> _Items listed in a dataset_:

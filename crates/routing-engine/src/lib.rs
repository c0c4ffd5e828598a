//! # rvoip-routing-engine
//!
//! Precision-queue task routing for contact centers.
//!
//! Incoming tasks (customer contacts on some media channel) are queued on a
//! [`PrecisionQueue`](queue::PrecisionQueue) and offered to the best
//! available agent under skill-based eligibility rules. Each queue has up to
//! ten ordered **steps**; a task starts at step 0 and may match agents of
//! every step up to its current one. When a step's timeout elapses without a
//! match the task escalates to the next, wider step.
//!
//! ## Architecture
//!
//! ```text
//!   admit_task ──► PrecisionQueue ◄── steps ◄── agent directory updates
//!                       │
//!        NEW_TASK / TIMER / TASK_REMOVED / AGENT_AVAILABLE
//!                       ▼
//!   EscalationTimers ─► EventBus ─► TaskRouter (one per queue)
//!                                      │ reserve_task (CAS)
//!                                      ▼
//!                               ReservationGateway ─► RoutingOutcome
//! ```
//!
//! There is no global scheduler. Matching relies on three synchronization
//! points: the per-queue lock around the service queue, the per-step lock
//! around each eligible-agent set, and the compare-and-set reservation slot of
//! each agent. The external reservation call is the only place a router
//! suspends, and no lock is held across it.
//!
//! ## Quick Start
//!
//! ```
//! use std::collections::HashMap;
//! use rvoip_routing_engine::prelude::*;
//!
//! # tokio_test::block_on(async {
//! let engine = RoutingEngine::new(RoutingEngineConfig::default())?;
//! let mut outcomes = engine.outcomes();
//!
//! let sales_only = Expression::new(vec![Term::new(
//!     "sales",
//!     RelationalOperator::Eq,
//!     AttributeValue::Bool(true),
//! )]);
//! engine
//!     .create_queue(
//!         QueueDefinition::new("sales", "Sales", "chat")
//!             .with_step(StepDefinition::new(vec![sales_only], 30))
//!             .with_step(StepDefinition::new(Vec::new(), 0)),
//!     )
//!     .await?;
//!
//! let mut attributes: AttributeSet = HashMap::new();
//! attributes.insert("sales".into(), AttributeValue::Bool(true));
//! let alice = AgentId::from("alice");
//! engine.register_agent(Agent::new("alice", "Alice", attributes)).await?;
//! engine.set_agent_state(&alice, AgentState::Ready).await?;
//! engine
//!     .set_media_domain_state(&alice, "chat".into(), MediaDomainState::Ready)
//!     .await?;
//!
//! engine.admit_task(TaskRequest::new("task-1", "conv-1", "sales")).await?;
//!
//! if let Ok(RoutingOutcome::Reserved { agent_id, .. }) = outcomes.recv().await {
//!     assert_eq!(agent_id, alice);
//!     engine.accept_reservation(&agent_id).await?;
//! }
//! engine.shutdown().await;
//! # Ok::<(), RoutingError>(())
//! # }).unwrap();
//! ```

pub mod agent;
pub mod config;
pub mod database;
pub mod error;
pub mod expression;
pub mod logging;
pub mod orchestrator;
pub mod queue;
pub mod routing;
pub mod timer;

pub use config::RoutingEngineConfig;
pub use error::{Result, RoutingError};
pub use orchestrator::{ReservationRelease, RoutingEngine, RoutingEngineBuilder, TaskRequest};

/// Commonly used types
pub mod prelude {
    pub use crate::agent::{
        ActiveTask, Agent, AgentId, AgentState, MediaDomainId, MediaDomainState, ReservedTask,
        TaskMode,
    };
    pub use crate::config::RoutingEngineConfig;
    pub use crate::database::{InMemoryTaskRepository, SqliteTaskRepository, TaskRepository};
    pub use crate::error::{Result, RoutingError};
    pub use crate::expression::{
        AttributeSet, AttributeValue, BooleanJoin, Expression, RelationalOperator, Term,
    };
    pub use crate::logging::{setup_logging, LoggingConfig};
    pub use crate::orchestrator::{ReservationRelease, RoutingEngine, RoutingEngineBuilder, TaskRequest};
    pub use crate::queue::{
        PrecisionQueue, QueueDefinition, QueueId, QueueStats, QueuedTask, SelectionCriterion,
        ServiceLevel, ServiceQueue, Step, StepDefinition, StepId, TaskId,
    };
    pub use crate::routing::{LocalReservationGateway, ReservationGateway, RoutingOutcome};
}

> _EXERCISE AIM_: Every line with "RoutingError" in it should be copied from the entries.

> _WRITTEN SOLUTION_:
//! # Ok::<(), RoutingError>(())
pub use error::{Result, RoutingError};
    pub use crate::error::{Result, RoutingError};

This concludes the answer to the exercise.